22. Lycinus. Que tes vœux s’accomplissent, Polystrate ! Elle en est digne. Ses attraits ne se bornent pas, comme ceux d’Hélène, à la seule beauté du corps ; ils recèlent une âme mille fois plus belle et plus aimable. Il convenait qu’un prince, grand, bon et pacifique, joignît à tant d’autres avantages celui de voir naître sous son empire une femme si accomplie, et fût assez heureux pour obtenir sa tendresse. Ce n’est pas une médiocre félicité que d’être aimé d’une femme qui peut, comme le dit Homère, disputer à la Vénus d’or le prix de la beauté et s’égaler à Minerve pour manier l’aiguille[1]. Il n’est point, en effet, de mortelle qu’on puisse comparer à celle-ci pour le corps, ainsi que parle Homère[2], pour les charmes extérieurs, l’esprit et le travail des mains.

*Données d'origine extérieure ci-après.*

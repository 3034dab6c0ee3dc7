use std::sync::Arc;

use anyhow::{bail, Result};
use resources::objects::Object;

use super::key::KeyStrategy;

/// Static description of a registered resource type.
#[derive(Debug, Clone, PartialEq, Eq)]
pub struct ResourceDescriptor {
    pub kind: &'static str,
    /// Lowercase plural name, used in storage keys.
    pub plural: &'static str,
    pub group: &'static str,
    pub namespaced: bool,
    /// Storage prefix every object of this type is stored under.
    pub prefix: String,
}

impl ResourceDescriptor {
    /// `<plural>.<group>`, or just the plural for the core group.
    pub fn qualified_resource(&self) -> String {
        if self.group.is_empty() {
            self.plural.to_string()
        } else {
            format!("{}.{}", self.plural, self.group)
        }
    }

    pub fn key_strategy(&self) -> KeyStrategy {
        if self.namespaced {
            KeyStrategy::namespaced(&self.prefix)
        } else {
            KeyStrategy::cluster(&self.prefix)
        }
    }
}

/// Immutable table of resource types known to the registry.
///
/// Built once at startup with [`SchemeBuilder`] and shared by reference;
/// registration order is preserved.
#[derive(Debug)]
pub struct Scheme {
    descriptors: Vec<ResourceDescriptor>,
}

impl Scheme {
    pub fn builder(prefix: &str) -> SchemeBuilder {
        SchemeBuilder {
            prefix: prefix.trim_end_matches('/').to_owned(),
            descriptors: Vec::new(),
        }
    }

    pub fn get(&self, kind: &str) -> Option<&ResourceDescriptor> {
        self.descriptors.iter().find(|d| d.kind == kind)
    }

    pub fn descriptor<T: Object>(&self) -> Option<&ResourceDescriptor> {
        self.get(T::KIND)
    }

    pub fn descriptors(&self) -> &[ResourceDescriptor] {
        &self.descriptors
    }
}

pub struct SchemeBuilder {
    prefix: String,
    descriptors: Vec<ResourceDescriptor>,
}

impl SchemeBuilder {
    pub fn register<T: Object>(
        mut self,
        plural: &'static str,
        group: &'static str,
        namespaced: bool,
    ) -> Self {
        let descriptor = ResourceDescriptor {
            kind: T::KIND,
            plural,
            group,
            namespaced,
            prefix: format!("{}/{}", self.prefix, plural),
        };
        self.descriptors.push(descriptor);
        self
    }

    pub fn build(self) -> Result<Arc<Scheme>> {
        for (i, d) in self.descriptors.iter().enumerate() {
            let duplicate = self.descriptors[..i]
                .iter()
                .find(|other| other.kind == d.kind || other.plural == d.plural);
            if let Some(other) = duplicate {
                bail!(
                    "Resource {} ({}) registered twice, conflicts with {} ({})",
                    d.kind,
                    d.plural,
                    other.kind,
                    other.plural
                );
            }
        }
        for d in self.descriptors.iter() {
            tracing::debug!(
                "Registered {} as {} at {}",
                d.kind,
                d.qualified_resource(),
                d.prefix
            );
        }
        Ok(Arc::new(Scheme {
            descriptors: self.descriptors,
        }))
    }
}

#[cfg(test)]
mod tests {
    use resources::objects::application::Application;

    use super::*;

    #[test]
    fn register_and_lookup() {
        let scheme = Scheme::builder("/registry/")
            .register::<Application>("applications", "datafoundry.io", true)
            .build()
            .unwrap();
        let d = scheme.descriptor::<Application>().unwrap();
        assert_eq!(d.prefix, "/registry/applications");
        assert_eq!(d.qualified_resource(), "applications.datafoundry.io");
        assert_eq!(
            d.key_strategy().item_key("dev", "shop").unwrap(),
            "/registry/applications/dev/shop"
        );
        assert!(scheme.get("Pod").is_none());
    }

    #[test]
    fn duplicate_registration_fails() {
        let result = Scheme::builder("/registry")
            .register::<Application>("applications", "datafoundry.io", true)
            .register::<Application>("apps", "datafoundry.io", true)
            .build();
        assert!(result.is_err());
    }
}
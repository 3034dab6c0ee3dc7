use std::{collections::BTreeMap, fmt::Debug};

use chrono::NaiveDateTime;
use serde::{de::DeserializeOwned, Deserialize, Serialize};
use uuid::Uuid;

pub mod application;

/// Flat attribute set of an object, keyed by field path.
pub type Fields = BTreeMap<String, String>;

pub trait Object:
    Debug + Clone + Default + PartialEq + Serialize + DeserializeOwned + Send + Sync + 'static
{
    /// Kind name as it appears in manifests.
    const KIND: &'static str;

    fn kind(&self) -> &'static str {
        Self::KIND
    }

    fn name(&self) -> &String {
        &self.metadata().name
    }

    fn namespace(&self) -> &String {
        &self.metadata().namespace
    }

    fn metadata(&self) -> &Metadata;

    fn metadata_mut(&mut self) -> &mut Metadata;

    /// Fields usable in field selectors.
    /// Always contains `metadata.name` and `metadata.namespace`.
    fn selectable_fields(&self) -> Fields {
        self.metadata().default_fields()
    }
}

#[derive(Debug, Serialize, Deserialize, Clone, PartialEq, Default)]
#[serde(rename_all = "camelCase")]
pub struct Metadata {
    /// Name must be unique within a namespace.
    /// Cannot be updated.
    pub name: String,
    /// Namespace defines the space within which each name must be unique.
    /// Empty for cluster-scoped objects.
    /// Cannot be updated.
    #[serde(default)]
    pub namespace: String,
    /// UID is the unique in time and space value for this object.
    /// Populated by the system. Read-only.
    pub uid: Option<Uuid>,
    /// An opaque value that represents the internal version of this object.
    /// Clients must pass it back unmodified on update.
    /// Populated by the system. Read-only.
    #[serde(default, skip_serializing_if = "String::is_empty")]
    pub resource_version: String,
    /// Time at which the object was first persisted.
    /// Populated by the system. Read-only.
    pub creation_timestamp: Option<NaiveDateTime>,
    #[serde(default)]
    pub labels: Labels,
    #[serde(default, skip_serializing_if = "BTreeMap::is_empty")]
    pub annotations: BTreeMap<String, String>,
}

impl Metadata {
    pub fn new(namespace: &str, name: &str) -> Self {
        Metadata {
            name: name.to_owned(),
            namespace: namespace.to_owned(),
            ..Default::default()
        }
    }

    pub fn default_fields(&self) -> Fields {
        let mut fields = Fields::new();
        fields.insert("metadata.name".to_string(), self.name.to_owned());
        fields.insert("metadata.namespace".to_string(), self.namespace.to_owned());
        fields
    }
}

#[derive(Debug, Serialize, Deserialize, Clone, PartialEq, Eq, Default)]
pub struct Labels(pub BTreeMap<String, String>);

impl Labels {
    pub fn new() -> Self {
        Labels(BTreeMap::new())
    }

    pub fn insert(mut self, key: &str, value: &str) -> Self {
        self.0.insert(key.to_owned(), value.to_owned());
        self
    }

    pub fn get(&self, key: &str) -> Option<&String> {
        self.0.get(key)
    }

    pub fn iter(&self) -> std::collections::btree_map::Iter<'_, String, String> {
        self.0.iter()
    }

    pub fn is_empty(&self) -> bool {
        self.0.is_empty()
    }
}

impl<'a> IntoIterator for &'a Labels {
    type Item = (&'a String, &'a String);
    type IntoIter = std::collections::btree_map::Iter<'a, String, String>;

    fn into_iter(self) -> Self::IntoIter {
        self.0.iter()
    }
}

impl std::fmt::Display for Labels {
    fn fmt(&self, f: &mut std::fmt::Formatter<'_>) -> std::fmt::Result {
        if self.0.is_empty() {
            return write!(f, "<none>");
        }
        let labels = self
            .0
            .iter()
            .map(|(k, v)| format!("{}={}", k, v))
            .collect::<Vec<_>>()
            .join(",");
        write!(f, "{}", labels)
    }
}

#[derive(Debug, Serialize, Deserialize, Clone, PartialEq)]
#[serde(rename_all = "camelCase")]
pub struct ObjectList<T> {
    /// Store revision at which the list was read.
    /// Can be passed to watch as a resume token.
    pub resource_version: String,
    pub items: Vec<T>,
}

impl<T> Default for ObjectList<T> {
    fn default() -> Self {
        ObjectList {
            resource_version: String::new(),
            items: Vec::new(),
        }
    }
}
pub mod models;
pub mod objects;
pub mod selector;
pub mod validation;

23. Polystrate. Tu dis vrai, Lycinus ; et, si tu veux m’en croire, nous réunirons tous nos portraits, et ceux que tu as faits de ses attraits physiques et ceux que j’ai tracés des beautés de son âme : nous en formerons une seule image, et nous la déposerons dans un livre, pour être l’objet de l’admiration commune du siècle présent et des siècles à venir. Tableau plus durable que ceux d’Apelle, de Parrhasius et de Polygnote, puisque, indépendamment des beautés qui le composent, il a le privilége de n’être fait ni de bois, ni de cire, ni de couleurs, mais inspiré de la pensée même des Muses, et de donner ainsi une image fidèle, qui représente à la fois et les charmes du corps et les vertus de l’âme.



  1. Iliade, X, v. 389.
  2. Iliade I, v. 115.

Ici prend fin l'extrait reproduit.